EXERCISE OBJECTIVE: Return exactly the lines of the records below, starting at the line that contains "filename src/app/shell.rs" and ending at the line that contains "use crate::core::form::QuoteForm;", with both of those lines kept.

<<<<

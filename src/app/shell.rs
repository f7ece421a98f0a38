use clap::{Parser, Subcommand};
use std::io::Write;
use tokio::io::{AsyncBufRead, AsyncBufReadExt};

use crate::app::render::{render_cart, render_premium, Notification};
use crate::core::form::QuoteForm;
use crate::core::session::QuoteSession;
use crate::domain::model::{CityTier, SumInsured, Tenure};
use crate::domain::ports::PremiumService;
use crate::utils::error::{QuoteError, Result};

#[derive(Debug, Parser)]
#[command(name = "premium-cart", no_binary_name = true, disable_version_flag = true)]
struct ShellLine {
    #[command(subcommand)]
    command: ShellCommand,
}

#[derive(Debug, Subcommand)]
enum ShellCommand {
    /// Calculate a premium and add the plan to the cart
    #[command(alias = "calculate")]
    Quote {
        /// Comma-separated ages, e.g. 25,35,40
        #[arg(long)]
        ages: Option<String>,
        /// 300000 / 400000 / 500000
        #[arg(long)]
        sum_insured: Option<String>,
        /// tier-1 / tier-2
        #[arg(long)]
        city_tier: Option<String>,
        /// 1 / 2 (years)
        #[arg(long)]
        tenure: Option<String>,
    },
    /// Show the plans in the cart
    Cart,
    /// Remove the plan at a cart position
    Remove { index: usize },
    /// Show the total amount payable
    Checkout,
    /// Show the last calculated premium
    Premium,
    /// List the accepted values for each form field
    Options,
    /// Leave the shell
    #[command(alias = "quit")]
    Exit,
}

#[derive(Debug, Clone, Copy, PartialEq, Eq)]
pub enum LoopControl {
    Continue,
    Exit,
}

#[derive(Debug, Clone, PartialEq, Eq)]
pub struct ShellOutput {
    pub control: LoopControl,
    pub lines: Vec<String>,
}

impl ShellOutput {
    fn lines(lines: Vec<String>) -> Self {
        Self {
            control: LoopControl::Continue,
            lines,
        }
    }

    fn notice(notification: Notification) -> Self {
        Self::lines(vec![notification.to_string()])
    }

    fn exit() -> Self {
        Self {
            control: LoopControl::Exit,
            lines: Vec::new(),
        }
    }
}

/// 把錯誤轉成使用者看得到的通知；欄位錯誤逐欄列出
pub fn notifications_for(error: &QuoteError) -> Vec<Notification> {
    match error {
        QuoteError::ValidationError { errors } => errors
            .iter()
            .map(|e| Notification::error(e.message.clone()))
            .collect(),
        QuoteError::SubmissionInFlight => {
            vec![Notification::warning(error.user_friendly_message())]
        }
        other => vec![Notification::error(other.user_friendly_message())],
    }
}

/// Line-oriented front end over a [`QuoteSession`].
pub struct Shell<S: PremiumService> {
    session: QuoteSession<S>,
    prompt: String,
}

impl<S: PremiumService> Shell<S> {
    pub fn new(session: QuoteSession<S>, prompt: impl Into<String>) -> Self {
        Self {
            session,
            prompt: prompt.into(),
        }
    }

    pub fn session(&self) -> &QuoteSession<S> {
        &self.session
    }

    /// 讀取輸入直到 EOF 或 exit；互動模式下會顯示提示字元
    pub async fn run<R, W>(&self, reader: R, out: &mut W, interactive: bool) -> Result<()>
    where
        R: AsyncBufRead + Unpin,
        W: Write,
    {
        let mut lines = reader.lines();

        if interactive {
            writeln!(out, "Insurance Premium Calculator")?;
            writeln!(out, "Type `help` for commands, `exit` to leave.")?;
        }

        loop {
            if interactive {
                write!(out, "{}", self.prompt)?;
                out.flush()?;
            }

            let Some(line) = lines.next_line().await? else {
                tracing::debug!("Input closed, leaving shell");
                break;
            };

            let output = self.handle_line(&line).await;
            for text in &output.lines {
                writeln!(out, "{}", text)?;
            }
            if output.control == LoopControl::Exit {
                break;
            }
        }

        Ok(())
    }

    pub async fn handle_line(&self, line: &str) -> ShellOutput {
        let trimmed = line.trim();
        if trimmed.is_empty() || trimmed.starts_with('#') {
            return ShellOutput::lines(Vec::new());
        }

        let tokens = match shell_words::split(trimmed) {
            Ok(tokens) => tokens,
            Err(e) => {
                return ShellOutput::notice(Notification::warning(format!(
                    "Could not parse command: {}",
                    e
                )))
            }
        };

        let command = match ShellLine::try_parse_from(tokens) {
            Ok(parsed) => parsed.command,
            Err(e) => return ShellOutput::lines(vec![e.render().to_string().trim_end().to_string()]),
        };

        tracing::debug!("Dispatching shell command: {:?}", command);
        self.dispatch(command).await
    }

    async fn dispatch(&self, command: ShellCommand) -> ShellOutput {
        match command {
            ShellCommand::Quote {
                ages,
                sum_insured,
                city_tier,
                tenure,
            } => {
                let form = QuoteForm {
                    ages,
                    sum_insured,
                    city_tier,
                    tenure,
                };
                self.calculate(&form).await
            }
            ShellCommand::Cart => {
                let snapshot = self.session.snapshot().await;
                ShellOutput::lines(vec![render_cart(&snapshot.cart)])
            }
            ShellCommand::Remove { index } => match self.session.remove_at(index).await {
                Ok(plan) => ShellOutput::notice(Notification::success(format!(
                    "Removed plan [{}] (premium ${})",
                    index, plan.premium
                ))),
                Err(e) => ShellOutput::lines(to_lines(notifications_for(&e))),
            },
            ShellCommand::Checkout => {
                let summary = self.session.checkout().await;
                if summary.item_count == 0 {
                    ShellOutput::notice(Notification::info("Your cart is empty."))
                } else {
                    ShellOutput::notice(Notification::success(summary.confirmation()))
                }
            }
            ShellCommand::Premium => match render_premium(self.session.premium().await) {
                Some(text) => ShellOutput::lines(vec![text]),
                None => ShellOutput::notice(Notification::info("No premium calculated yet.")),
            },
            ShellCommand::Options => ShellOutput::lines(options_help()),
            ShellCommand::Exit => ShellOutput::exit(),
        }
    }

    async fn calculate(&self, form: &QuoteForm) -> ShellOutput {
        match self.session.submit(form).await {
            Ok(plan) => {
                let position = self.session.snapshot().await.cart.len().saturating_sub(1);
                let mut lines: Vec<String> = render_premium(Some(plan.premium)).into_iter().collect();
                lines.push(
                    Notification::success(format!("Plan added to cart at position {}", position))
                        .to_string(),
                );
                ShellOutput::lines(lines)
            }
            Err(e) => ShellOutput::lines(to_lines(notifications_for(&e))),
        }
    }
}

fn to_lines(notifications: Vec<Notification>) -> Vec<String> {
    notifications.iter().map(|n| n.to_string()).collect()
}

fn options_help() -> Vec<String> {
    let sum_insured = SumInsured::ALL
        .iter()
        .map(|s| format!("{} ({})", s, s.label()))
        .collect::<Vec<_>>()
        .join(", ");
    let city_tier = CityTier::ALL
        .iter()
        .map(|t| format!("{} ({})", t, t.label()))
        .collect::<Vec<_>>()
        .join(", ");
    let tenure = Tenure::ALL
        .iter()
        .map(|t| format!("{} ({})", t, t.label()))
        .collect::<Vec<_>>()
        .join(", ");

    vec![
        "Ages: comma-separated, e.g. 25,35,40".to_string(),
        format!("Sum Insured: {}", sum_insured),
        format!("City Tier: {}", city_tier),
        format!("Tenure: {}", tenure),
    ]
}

>>>>
<<<<

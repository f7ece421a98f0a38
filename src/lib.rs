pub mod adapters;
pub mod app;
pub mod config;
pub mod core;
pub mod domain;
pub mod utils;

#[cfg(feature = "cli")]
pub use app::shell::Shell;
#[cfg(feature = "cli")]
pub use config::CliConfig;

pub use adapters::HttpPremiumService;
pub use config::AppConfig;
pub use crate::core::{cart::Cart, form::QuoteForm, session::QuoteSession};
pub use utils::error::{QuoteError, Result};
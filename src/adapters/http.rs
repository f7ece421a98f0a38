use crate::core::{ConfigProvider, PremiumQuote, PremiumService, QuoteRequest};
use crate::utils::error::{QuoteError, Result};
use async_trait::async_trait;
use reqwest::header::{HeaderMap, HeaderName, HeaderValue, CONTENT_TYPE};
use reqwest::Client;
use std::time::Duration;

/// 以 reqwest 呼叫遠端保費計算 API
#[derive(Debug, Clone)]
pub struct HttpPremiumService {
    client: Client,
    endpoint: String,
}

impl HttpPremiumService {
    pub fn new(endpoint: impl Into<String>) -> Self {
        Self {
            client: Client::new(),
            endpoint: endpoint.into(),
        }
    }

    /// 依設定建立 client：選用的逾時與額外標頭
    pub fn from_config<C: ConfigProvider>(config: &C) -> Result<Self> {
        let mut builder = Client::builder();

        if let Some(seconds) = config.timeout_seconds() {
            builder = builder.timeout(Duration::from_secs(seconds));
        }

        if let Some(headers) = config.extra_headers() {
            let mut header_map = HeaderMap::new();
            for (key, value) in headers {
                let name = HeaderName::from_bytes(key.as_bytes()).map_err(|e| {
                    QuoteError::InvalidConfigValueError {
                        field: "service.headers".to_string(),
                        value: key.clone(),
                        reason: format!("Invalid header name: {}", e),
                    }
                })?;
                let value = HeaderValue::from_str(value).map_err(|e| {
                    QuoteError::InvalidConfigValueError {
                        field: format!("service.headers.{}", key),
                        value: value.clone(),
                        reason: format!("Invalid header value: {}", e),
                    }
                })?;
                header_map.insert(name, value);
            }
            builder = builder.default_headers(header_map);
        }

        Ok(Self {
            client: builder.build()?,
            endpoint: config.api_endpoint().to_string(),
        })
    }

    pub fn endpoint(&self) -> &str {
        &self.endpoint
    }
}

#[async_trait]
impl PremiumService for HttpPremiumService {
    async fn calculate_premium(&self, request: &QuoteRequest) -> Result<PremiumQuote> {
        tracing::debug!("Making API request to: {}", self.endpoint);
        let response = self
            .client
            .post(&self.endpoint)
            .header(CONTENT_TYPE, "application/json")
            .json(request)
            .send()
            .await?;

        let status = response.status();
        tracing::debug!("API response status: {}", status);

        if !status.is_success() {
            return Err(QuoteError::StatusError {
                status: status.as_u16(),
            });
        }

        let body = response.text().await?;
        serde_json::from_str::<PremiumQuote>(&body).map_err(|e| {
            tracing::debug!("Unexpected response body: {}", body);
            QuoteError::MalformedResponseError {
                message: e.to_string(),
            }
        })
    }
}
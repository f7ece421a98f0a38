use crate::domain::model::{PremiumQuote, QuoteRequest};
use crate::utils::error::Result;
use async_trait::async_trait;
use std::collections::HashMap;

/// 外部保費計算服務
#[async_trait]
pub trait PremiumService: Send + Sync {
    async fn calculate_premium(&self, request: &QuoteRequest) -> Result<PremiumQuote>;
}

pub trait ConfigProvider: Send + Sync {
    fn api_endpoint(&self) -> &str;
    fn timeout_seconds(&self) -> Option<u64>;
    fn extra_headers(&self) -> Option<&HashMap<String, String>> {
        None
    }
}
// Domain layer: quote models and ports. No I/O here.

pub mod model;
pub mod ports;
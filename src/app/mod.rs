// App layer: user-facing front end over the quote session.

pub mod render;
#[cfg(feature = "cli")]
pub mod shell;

>>>>
<<<<

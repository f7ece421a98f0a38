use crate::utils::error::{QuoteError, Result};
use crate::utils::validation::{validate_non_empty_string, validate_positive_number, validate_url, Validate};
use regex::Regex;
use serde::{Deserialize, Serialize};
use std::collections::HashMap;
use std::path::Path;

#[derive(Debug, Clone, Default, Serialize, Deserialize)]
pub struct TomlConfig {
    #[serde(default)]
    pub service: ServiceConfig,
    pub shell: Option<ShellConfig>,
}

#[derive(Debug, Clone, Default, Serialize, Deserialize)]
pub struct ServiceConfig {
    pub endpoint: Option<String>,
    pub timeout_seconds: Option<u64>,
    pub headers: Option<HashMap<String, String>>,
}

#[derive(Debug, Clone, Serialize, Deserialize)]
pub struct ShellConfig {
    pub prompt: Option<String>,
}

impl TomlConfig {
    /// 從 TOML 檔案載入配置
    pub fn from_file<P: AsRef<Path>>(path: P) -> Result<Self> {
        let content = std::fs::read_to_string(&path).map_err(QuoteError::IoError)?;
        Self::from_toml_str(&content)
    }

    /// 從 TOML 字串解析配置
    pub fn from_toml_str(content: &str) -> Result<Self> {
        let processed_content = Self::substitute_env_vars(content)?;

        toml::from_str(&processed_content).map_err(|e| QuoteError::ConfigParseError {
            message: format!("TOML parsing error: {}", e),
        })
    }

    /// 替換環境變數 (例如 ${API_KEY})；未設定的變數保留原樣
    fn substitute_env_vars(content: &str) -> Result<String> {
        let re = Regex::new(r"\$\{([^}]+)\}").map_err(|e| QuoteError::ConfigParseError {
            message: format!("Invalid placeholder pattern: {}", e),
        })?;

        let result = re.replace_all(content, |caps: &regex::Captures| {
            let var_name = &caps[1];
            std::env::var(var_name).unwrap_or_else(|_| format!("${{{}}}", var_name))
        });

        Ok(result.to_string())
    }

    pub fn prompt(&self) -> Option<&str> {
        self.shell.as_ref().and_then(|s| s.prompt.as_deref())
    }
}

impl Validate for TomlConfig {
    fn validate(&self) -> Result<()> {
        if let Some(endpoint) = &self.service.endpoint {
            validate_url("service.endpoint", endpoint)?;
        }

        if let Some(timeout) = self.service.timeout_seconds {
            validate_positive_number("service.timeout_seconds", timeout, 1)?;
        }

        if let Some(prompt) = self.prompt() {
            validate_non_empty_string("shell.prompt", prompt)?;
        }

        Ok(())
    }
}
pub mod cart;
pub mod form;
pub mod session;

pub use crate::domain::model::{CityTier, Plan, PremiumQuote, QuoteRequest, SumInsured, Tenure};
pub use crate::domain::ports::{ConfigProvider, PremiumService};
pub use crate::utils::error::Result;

>>>>

RESULT:
filename src/app/shell.rs
repository f7ece421a98f0a38
use clap::{Parser, Subcommand};
use std::io::Write;
use tokio::io::{AsyncBufRead, AsyncBufReadExt};

use crate::app::render::{render_cart, render_premium, Notification};
use crate::core::form::QuoteForm;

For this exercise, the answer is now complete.